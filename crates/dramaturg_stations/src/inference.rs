//! Relationship and conflict inference for the network builder.
//!
//! Both inferrers ask the model for every item at once and insert each valid
//! item as a typed record. Items naming unknown characters, self-loops and
//! empty casts are dropped and counted.

use crate::StationContext;
use crate::reply::{array, int_field, list_field, str_field};
use crate::tasks;
use dramaturg_error::DramaturgResult;
use dramaturg_network::{
    ConflictDraft, ConflictNetwork, ConflictPhase, ConflictScope, ConflictSubject,
    Directionality, RelationshipDraft, RelationshipNature, RelationshipType,
};
use serde::{Deserialize, Serialize};
use serde_json::Value;
use tracing::{debug, info, instrument, warn};

/// How many inferred items made it into the network.
#[derive(Debug, Clone, Default, PartialEq, Eq, Serialize, Deserialize)]
#[serde(rename_all = "camelCase")]
pub struct InferenceReport {
    /// Relationship items returned by the model
    pub relationships_proposed: usize,
    /// Relationships inserted
    pub relationships_accepted: usize,
    /// Conflict items returned by the model
    pub conflicts_proposed: usize,
    /// Conflicts inserted
    pub conflicts_accepted: usize,
    /// Items rejected by the network
    pub dropped: usize,
    /// Inference calls that returned no usable JSON
    pub unstructured_replies: usize,
    /// Inference calls that failed on every model
    #[serde(default)]
    pub failed_calls: usize,
}

/// Resolve a name or id to a character id.
fn resolve(network: &ConflictNetwork, reference: &str) -> Option<String> {
    network
        .character(reference.trim())
        .or_else(|| network.character_by_name(reference))
        .map(|c| c.id().clone())
}

fn roster(network: &ConflictNetwork) -> String {
    network
        .characters()
        .values()
        .map(|c| format!("- {}", c.name()))
        .collect::<Vec<_>>()
        .join("\n")
}

/// Infers every relationship among the network's characters.
#[derive(Debug, Clone, Copy, Default)]
pub struct RelationshipInferrer;

impl RelationshipInferrer {
    /// Convert one model item into a draft, or `None` when an endpoint is
    /// unknown.
    pub fn draft(network: &ConflictNetwork, item: &Value) -> Option<RelationshipDraft> {
        let source = resolve(
            network,
            &str_field(item, &["source", "from", "character1", "characterA"])?,
        )?;
        let target = resolve(
            network,
            &str_field(item, &["target", "to", "character2", "characterB"])?,
        )?;
        let label = |keys: &[&str]| str_field(item, keys).unwrap_or_default();
        Some(RelationshipDraft {
            source,
            target,
            kind: RelationshipType::from_label(&label(&["type", "kind", "relationship_type"])),
            nature: RelationshipNature::from_label(&label(&["nature"])),
            directionality: Directionality::from_label(&label(&["directionality", "direction"])),
            strength: int_field(item, &["strength", "intensity"]).unwrap_or(5),
            description: label(&["description"]),
            triggers: list_field(item, &["triggers"]),
        })
    }

    /// Ask the model for relationships and insert the valid ones.
    ///
    /// # Errors
    ///
    /// Only model failures are errors.
    #[instrument(skip_all, fields(characters = network.characters().len()))]
    pub async fn infer(
        &self,
        ctx: &StationContext,
        text: &str,
        network: &mut ConflictNetwork,
        report: &mut InferenceReport,
    ) -> DramaturgResult<()> {
        let request = ctx
            .prompt(tasks::INFER_RELATIONSHIPS)
            .instruction(
                "Identify every significant relationship between the listed characters. \
                 Use the character names exactly as listed. Include each pair at most once per kind of bond.",
            )
            .json(
                r#"{"relationships": [{"source": "name", "target": "name", "type": "family|romantic|friendship|professional|rivalry|mentorship|other", "nature": "supportive|conflictual|ambiguous|neutral", "directionality": "directed|bidirectional", "strength": 1-10, "description": "text", "triggers": ["event"]}]}"#,
            )
            .section("Characters", roster(network))
            .source(text)
            .build();

        let payload = ctx.client().generate_json::<Value>(&request).await?.into_content();
        let Some(value) = payload.structured() else {
            warn!("Relationship inference reply was not JSON");
            report.unstructured_replies += 1;
            return Ok(());
        };

        let items = array(value, &["relationships"]).cloned().unwrap_or_default();
        report.relationships_proposed += items.len();
        for item in &items {
            let inserted = Self::draft(network, item)
                .map(|draft| network.add_relationship(draft).map_err(|e| e.to_string()))
                .unwrap_or_else(|| Err("unknown character".to_string()));
            match inserted {
                Ok(id) => {
                    debug!(id = %id, "Relationship inferred");
                    report.relationships_accepted += 1;
                }
                Err(reason) => {
                    debug!(%reason, item = %item, "Relationship dropped");
                    report.dropped += 1;
                }
            }
        }
        info!(
            proposed = report.relationships_proposed,
            accepted = report.relationships_accepted,
            "Relationships inferred"
        );
        Ok(())
    }
}

/// Infers every conflict among the network's characters.
#[derive(Debug, Clone, Copy, Default)]
pub struct ConflictInferrer;

impl ConflictInferrer {
    /// Convert one model item into a draft.
    ///
    /// Unknown names are skipped; related relationships are every existing
    /// relationship joining two members of the cast.
    pub fn draft(network: &ConflictNetwork, item: &Value) -> ConflictDraft {
        let involved_characters: Vec<String> = list_field(
            item,
            &["involved_characters", "involvedCharacters", "characters", "participants"],
        )
        .iter()
        .filter_map(|name| resolve(network, name))
        .collect();

        let related_relationships = network
            .relationships()
            .values()
            .filter(|r| {
                involved_characters.contains(r.source()) && involved_characters.contains(r.target())
            })
            .map(|r| r.id().clone())
            .collect();

        let label = |keys: &[&str]| str_field(item, keys).unwrap_or_default();
        ConflictDraft {
            name: label(&["name", "title"]),
            description: label(&["description"]),
            involved_characters,
            subject: ConflictSubject::from_label(&label(&["subject", "about"])),
            scope: ConflictScope::from_label(&label(&["scope"])),
            phase: ConflictPhase::from_label(&label(&["phase", "stage"])),
            strength: int_field(item, &["strength", "intensity"]).unwrap_or(5),
            related_relationships,
            pivot_points: list_field(item, &["pivot_points", "pivotPoints", "turning_points"]),
        }
    }

    /// Ask the model for conflicts and insert the valid ones.
    ///
    /// # Errors
    ///
    /// Only model failures are errors.
    #[instrument(skip_all, fields(characters = network.characters().len()))]
    pub async fn infer(
        &self,
        ctx: &StationContext,
        text: &str,
        network: &mut ConflictNetwork,
        report: &mut InferenceReport,
    ) -> DramaturgResult<()> {
        let request = ctx
            .prompt(tasks::INFER_CONFLICTS)
            .instruction(
                "Identify every dramatic conflict among the listed characters, internal conflicts included. \
                 Use the character names exactly as listed.",
            )
            .json(
                r#"{"conflicts": [{"name": "title", "description": "text", "involved_characters": ["name"], "subject": "power|love|revenge|ideology|survival|resources|identity|other", "scope": "internal|personal|interpersonal|group|societal|universal", "phase": "latent|emerging|escalating|climax|deescalating|resolution|aftermath", "strength": 1-10, "pivot_points": ["moment"]}]}"#,
            )
            .section("Characters", roster(network))
            .source(text)
            .build();

        let payload = ctx.client().generate_json::<Value>(&request).await?.into_content();
        let Some(value) = payload.structured() else {
            warn!("Conflict inference reply was not JSON");
            report.unstructured_replies += 1;
            return Ok(());
        };

        let items = array(value, &["conflicts"]).cloned().unwrap_or_default();
        report.conflicts_proposed += items.len();
        for item in &items {
            let draft = Self::draft(network, item);
            match network.add_conflict(draft) {
                Ok(id) => {
                    debug!(id = %id, "Conflict inferred");
                    report.conflicts_accepted += 1;
                }
                Err(err) => {
                    debug!(error = %err, item = %item, "Conflict dropped");
                    report.dropped += 1;
                }
            }
        }
        info!(
            proposed = report.conflicts_proposed,
            accepted = report.conflicts_accepted,
            "Conflicts inferred"
        );
        Ok(())
    }
}

#[cfg(test)]
mod tests {
    use super::*;
    use serde_json::json;

    fn cast() -> ConflictNetwork {
        let mut network = ConflictNetwork::new("t");
        network.add_character("Layla", None);
        network.add_character("Omar", None);
        network
    }

    #[test]
    fn relationship_names_resolve_case_insensitively() {
        let network = cast();
        let item = json!({"source": "layla", "target": " OMAR ", "type": "Romance", "strength": "12"});
        let draft = RelationshipInferrer::draft(&network, &item).unwrap();
        assert_eq!(draft.source, "char_000001");
        assert_eq!(draft.target, "char_000002");
        assert_eq!(draft.kind, RelationshipType::Romantic);
        assert_eq!(draft.strength, 12);
    }

    #[test]
    fn relationship_with_unknown_name_is_rejected() {
        let network = cast();
        let item = json!({"source": "Layla", "target": "Nobody"});
        assert!(RelationshipInferrer::draft(&network, &item).is_none());
    }

    #[test]
    fn conflict_skips_unknown_names_and_links_relationships() {
        let mut network = cast();
        network
            .add_relationship(RelationshipDraft {
                source: "char_000001".into(),
                target: "char_000002".into(),
                ..Default::default()
            })
            .unwrap();
        let item = json!({
            "name": "Inheritance",
            "involved_characters": ["Layla", "Ghost", "omar"],
            "subject": "inheritance",
            "phase": "escalating"
        });
        let draft = ConflictInferrer::draft(&network, &item);
        assert_eq!(draft.involved_characters, vec!["char_000001", "char_000002"]);
        assert_eq!(draft.related_relationships, vec!["rel_000001"]);
        assert_eq!(draft.subject, ConflictSubject::Resources);
        assert_eq!(draft.phase, ConflictPhase::Escalating);
    }
}
//! Request type handed to text-generation backends.

use serde::{Deserialize, Serialize};

/// A single completion call against one model.
///
/// The prompt is already fully assembled (system instruction, context and task
/// concatenated); backends never see structured input.
///
/// # Examples
///
/// ```
/// use dramaturg_core::CompletionRequest;
///
/// let request = CompletionRequest::builder()
///     .prompt("Summarise the first act.")
///     .model("gemini-2.5-flash")
///     .temperature(Some(0.4))
///     .max_output_tokens(Some(2048))
///     .build()
///     .unwrap();
///
/// assert_eq!(request.model(), "gemini-2.5-flash");
/// assert_eq!(*request.max_output_tokens(), Some(2048));
/// ```
#[derive(
    Debug,
    Clone,
    PartialEq,
    Serialize,
    Deserialize,
    derive_getters::Getters,
    derive_builder::Builder,
)]
pub struct CompletionRequest {
    /// Fully assembled prompt text
    #[builder(setter(into))]
    prompt: String,
    /// Model identifier to call
    #[builder(setter(into))]
    model: String,
    /// Sampling temperature (0.0 to 1.0)
    #[builder(default)]
    temperature: Option<f32>,
    /// Maximum number of tokens to generate
    #[builder(default)]
    max_output_tokens: Option<u32>,
}

impl CompletionRequest {
    /// Creates a new request builder.
    pub fn builder() -> CompletionRequestBuilder {
        CompletionRequestBuilder::default()
    }
}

##########

→ THE PROBLEM: Tell how many lines of the data above hold the string "array". Give only the number.

→ TASK RESULT: 3